Libre alors de toute préoccupation trop matérielle, ce vif esprit se répand en
inventions variées. On y pressent déjà des oeuvres plus sérieuses. Tantôt c’est
l’École des Pères, où sont démontrés avec sévérité les dangers d’une étourderie
trop prolongée dans le caractère d’un jeune père, et le ridicule presque contre
nature de la familiarité des fils.
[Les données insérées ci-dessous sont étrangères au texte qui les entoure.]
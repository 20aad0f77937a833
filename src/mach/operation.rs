use super::op::Operator;
use crate::error;
use crate::lang::{Error, Int};

type Result<T> = std::result::Result<T, Error>;

/// ## Integer arithmetic
///
/// Every operation is checked; wraparound is an `OVF` error.

pub struct Operation {}

impl Operation {
    pub fn truth(b: bool) -> Int {
        if b {
            -1
        } else {
            0
        }
    }

    pub fn unary(op: Operator, val: Int) -> Result<Int> {
        use Operator::*;
        match op {
            Neg => Operation::negate(val),
            Plus => Ok(val),
            Not => Ok(Operation::truth(val == 0)),
            Complement => Ok(!val),
            _ => Err(error!(IllFormed; op.to_string())),
        }
    }

    pub fn binary(op: Operator, lhs: Int, rhs: Int, div_error: bool) -> Result<Int> {
        use Operator::*;
        match op {
            Mul => Operation::multiply(lhs, rhs),
            Div => Operation::divide(lhs, rhs, div_error),
            Rem => Operation::remainder(lhs, rhs, div_error),
            Add => Operation::sum(lhs, rhs),
            Sub => Operation::subtract(lhs, rhs),
            Shl => Operation::shift_left(lhs, rhs),
            Shr => Operation::shift_right(lhs, rhs),
            Lt => Ok(Operation::truth(lhs < rhs)),
            Le => Ok(Operation::truth(lhs <= rhs)),
            Gt => Ok(Operation::truth(lhs > rhs)),
            Ge => Ok(Operation::truth(lhs >= rhs)),
            Eq => Ok(Operation::truth(lhs == rhs)),
            Ne => Ok(Operation::truth(lhs != rhs)),
            And => Ok(lhs & rhs),
            Xor => Ok(lhs ^ rhs),
            Or => Ok(lhs | rhs),
            Neg | Plus | Not | Complement => Err(error!(IllFormed; op.to_string())),
        }
    }

    pub fn negate(val: Int) -> Result<Int> {
        val.checked_neg().ok_or_else(|| error!(Overflow))
    }

    pub fn multiply(lhs: Int, rhs: Int) -> Result<Int> {
        lhs.checked_mul(rhs).ok_or_else(|| error!(Overflow))
    }

    pub fn divide(lhs: Int, rhs: Int, div_error: bool) -> Result<Int> {
        match lhs.checked_div(rhs) {
            Some(i) => Ok(i),
            None if rhs != 0 => Err(error!(Overflow)),
            None if div_error => Err(error!(DivisionByZero)),
            None => Ok(0),
        }
    }

    pub fn remainder(lhs: Int, rhs: Int, div_error: bool) -> Result<Int> {
        match lhs.checked_rem(rhs) {
            Some(i) => Ok(i),
            None if rhs != 0 => Err(error!(Overflow)),
            None if div_error => Err(error!(DivisionByZero)),
            None => Ok(0),
        }
    }

    pub fn sum(lhs: Int, rhs: Int) -> Result<Int> {
        lhs.checked_add(rhs).ok_or_else(|| error!(Overflow))
    }

    pub fn subtract(lhs: Int, rhs: Int) -> Result<Int> {
        lhs.checked_sub(rhs).ok_or_else(|| error!(Overflow))
    }

    pub fn shift_left(lhs: Int, rhs: Int) -> Result<Int> {
        if rhs < 0 {
            return Operation::shift_right(lhs, Operation::negate(rhs)?);
        }
        if rhs >= Int::BITS as Int {
            return if lhs == 0 { Ok(0) } else { Err(error!(Overflow)) };
        }
        let shifted = lhs << rhs;
        if shifted >> rhs != lhs {
            return Err(error!(Overflow));
        }
        Ok(shifted)
    }

    pub fn shift_right(lhs: Int, rhs: Int) -> Result<Int> {
        if rhs < 0 {
            return Operation::shift_left(lhs, Operation::negate(rhs)?);
        }
        if rhs >= Int::BITS as Int {
            return Ok(if lhs < 0 { -1 } else { 0 });
        }
        Ok(lhs >> rhs)
    }
}

#[cfg(test)]
mod tests {
    use super::*;
    use crate::lang::ErrorCode;

    #[test]
    fn test_division_by_zero() {
        assert_eq!(Operation::divide(5, 0, false), Ok(0));
        assert_eq!(
            Operation::divide(5, 0, true).unwrap_err().code(),
            ErrorCode::DivisionByZero
        );
        assert_eq!(Operation::remainder(7, 0, false), Ok(0));
        assert_eq!(Operation::remainder(7, 3, true), Ok(1));
    }

    #[test]
    fn test_overflow() {
        let ovf = ErrorCode::Overflow;
        assert_eq!(Operation::sum(Int::MAX, 1).unwrap_err().code(), ovf);
        assert_eq!(Operation::negate(Int::MIN).unwrap_err().code(), ovf);
        assert_eq!(Operation::divide(Int::MIN, -1, false).unwrap_err().code(), ovf);
        assert_eq!(Operation::shift_left(1, 63).unwrap_err().code(), ovf);
        assert_eq!(Operation::shift_left(3, 2), Ok(12));
        assert_eq!(Operation::shift_right(-8, 100), Ok(-1));
    }

    #[test]
    fn test_comparisons_are_truth_values() {
        assert_eq!(Operation::binary(Operator::Lt, 1, 2, false), Ok(-1));
        assert_eq!(Operation::binary(Operator::Ne, 2, 2, false), Ok(0));
        assert_eq!(Operation::unary(Operator::Not, 0), Ok(-1));
        assert_eq!(Operation::unary(Operator::Complement, 0), Ok(-1));
    }
}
Là se respire déjà quelque chose de la grande
comédie ; c’est l’enseignement de la dignité des moeurs de famille ; ainsi dans
le Mariage d’une heure, douce méprise causée par trop de soin d’une fortune
prochaine et troublée par une jalousie entre deux amis ; ainsi dans la Jeune
femme colère, que l’on écoutait hier à Paris, qu’on verra demain à Londres, qui
touche de près à une conception de Shakspeare et que l’on joue souvent traduite
en anglais, sans trop redouter le voisinage de Catherine de Petrucchio (Taming
of the Shrew), ce qui en est un assez grand éloge. Quelquefois ce sont des
intrigues compliquées, des imbroglios du genre de ce qu’on non¹me en Espagne
drames de cape et d’épée, comme les Maris en bonne fortune ; des contes de fëes
et des mille et une nuits, comme Cendrillon et Gulistan, que jamais peut-être
n’abandonnera ce théâtre formé de comédie et de musique qu’il aima plus que tout
autre.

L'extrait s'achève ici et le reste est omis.